I went back to the truck.

Then, hand on the door, I paused.

In the distance, I saw what looked like a giant eye.

It wasn’t an eye, of course. At least, I hoped it wasn’t an eye. It was a large, perfectly round orb of pale blue light that was hovering over rooftops not a city block from where I was. It was like the searchlight of a helicopter and for one moment I was sure that’s what it was. The only problem was that helicopters make noise and this thing, whatever it was, was perfectly silent as it drifted over the roofs, moving gradually west.

I stood there, trembling.

Something about it—many things, in fact—scared the hell out of me. It wasn’t right and I knew it. It was part of what was going on and I could not convince myself otherwise. I climbed back into the truck and threw it in reverse, backing well down the street before turning around. I was sweating. I was shaking. That eerie orb had filled me with dread and my survival instinct was amped up. I peeled out of there, heading back towards Piccamore Way as fast as I could safely go. I kept checking the rearview, but the orb was not following me as I feared. I saw it still moving west like a very large and very slow shooting star.

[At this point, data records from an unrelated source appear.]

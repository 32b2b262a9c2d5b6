//! C6 + C7: the embedded SDN controller (Atom). Owns the ingress
//! queue, southbound connectors, dispatcher, network model, and the
//! registered applications.

pub mod action;
pub mod apps;
pub mod connector;
pub mod dispatcher;
pub mod network;
pub mod queue;

use crate::usdn::wire::CfgPayload;
use action::ActionKind;
use apps::JoinApp;
use connector::{ConnectorId, RplIcmpConnector, SouthboundConnector, UsdnUdpConnector};
use dispatcher::{Dispatcher, Outgoing};
use network::NetworkModel;
use queue::IngressQueue;
use std::time::Instant;

pub struct Controller {
    queue: IngressQueue,
    dispatcher: Dispatcher,
    network: NetworkModel,
    join_candidates: Vec<u16>,
}

impl Controller {
    pub fn new(
        ingress_queue_len: usize,
        max_nodes: usize,
        max_links_per_node: usize,
        cfg_template: CfgPayload,
    ) -> Self {
        let mut dispatcher = Dispatcher::new();
        dispatcher.register_connector(Box::new(UsdnUdpConnector) as Box<dyn SouthboundConnector>);
        dispatcher.register_connector(Box::new(RplIcmpConnector) as Box<dyn SouthboundConnector>);
        dispatcher.register_app(ActionKind::Join, Box::new(JoinApp::new(cfg_template)));
        dispatcher.register_app(ActionKind::Routing, Box::new(apps::DfsRoutingApp));

        Controller {
            queue: IngressQueue::new(ingress_queue_len),
            dispatcher,
            network: NetworkModel::new(max_nodes, max_links_per_node),
            join_candidates: Vec::new(),
        }
    }

    pub fn ingest(&mut self, connector: ConnectorId, src: u16, bytes: &[u8], ext_len: usize, hop_count: u8) -> crate::error::SdnResult<()> {
        if !self.join_candidates.contains(&src) {
            self.join_candidates.push(src);
        }
        self.queue.add(connector, src, bytes, ext_len, hop_count)
    }

    /// Runs one dispatch iteration plus the JOIN handshake retry sweep
    /// (§4.7 handshake timer callback). Called from the owning
    /// runtime's tick loop.
    pub fn poll(&mut self, now: Instant) -> Vec<Outgoing> {
        let mut out = Vec::new();
        if let Some(sent) = self.dispatcher.dispatch_one(&mut self.queue, &mut self.network, now) {
            out.push(sent);
        }
        out.extend(self.dispatcher.poll_retries(
            ActionKind::Join,
            ConnectorId::UsdnUdp,
            &mut self.network,
            &self.join_candidates,
            now,
        ));
        out
    }

    pub fn network(&self) -> &NetworkModel {
        &self.network
    }

    pub fn network_mut(&mut self) -> &mut NetworkModel {
        &mut self.network
    }
}

#[cfg(test)]
mod tests;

I breathed a sigh of relief.

I pulled over and tried to calm myself. What I needed was a cigarette, but I didn’t have any. That was a good thing because I would have started puffing away right then and there. It was coming and I knew it, the stress of the situation demanded it. In fact, I was half-tempted to break into a store and grab a carton. I got my nerves under control and threw the pickup in drive.

As I did so, I saw a sweeping bluish light coming up the avenue just ahead. I threw the truck in park and killed the engine and lights. The blackness rushed in and I was almost grateful for it the way a mouse is grateful when an owl cannot see him. And owl is applicable because the orb came over the rooftops and it looked very much like the eye of an owl.

As it came moving up the street, I crouched down on the seat.

The night was so black that I couldn’t really see what it was and I had a pretty good feeling I didn’t want to. All I knew is that behind the orb was a dark shape that looked very large. The orb moved closer and closer. Unlike a searchlight, it cast very little illumination. It was like one of those tactical lights special operations forces use. As it passed over the truck, I thought I was going to have a coronary my heart was palpitating so badly. The orb was immense and metallic-looking, very shiny, and had to be about the size of a tractor tire. It filled the cab with a deadly pale phosphorescence.

If it was aware of me, it gave no sign.

It drifted overhead, maybe twenty feet up, and something—actually, many things—scraped over the roof of the cab like fingernails. And then it was gone. I waited there another five minutes until I was sure it wasn’t coming back, then started up the truck and drove back to Piccamore.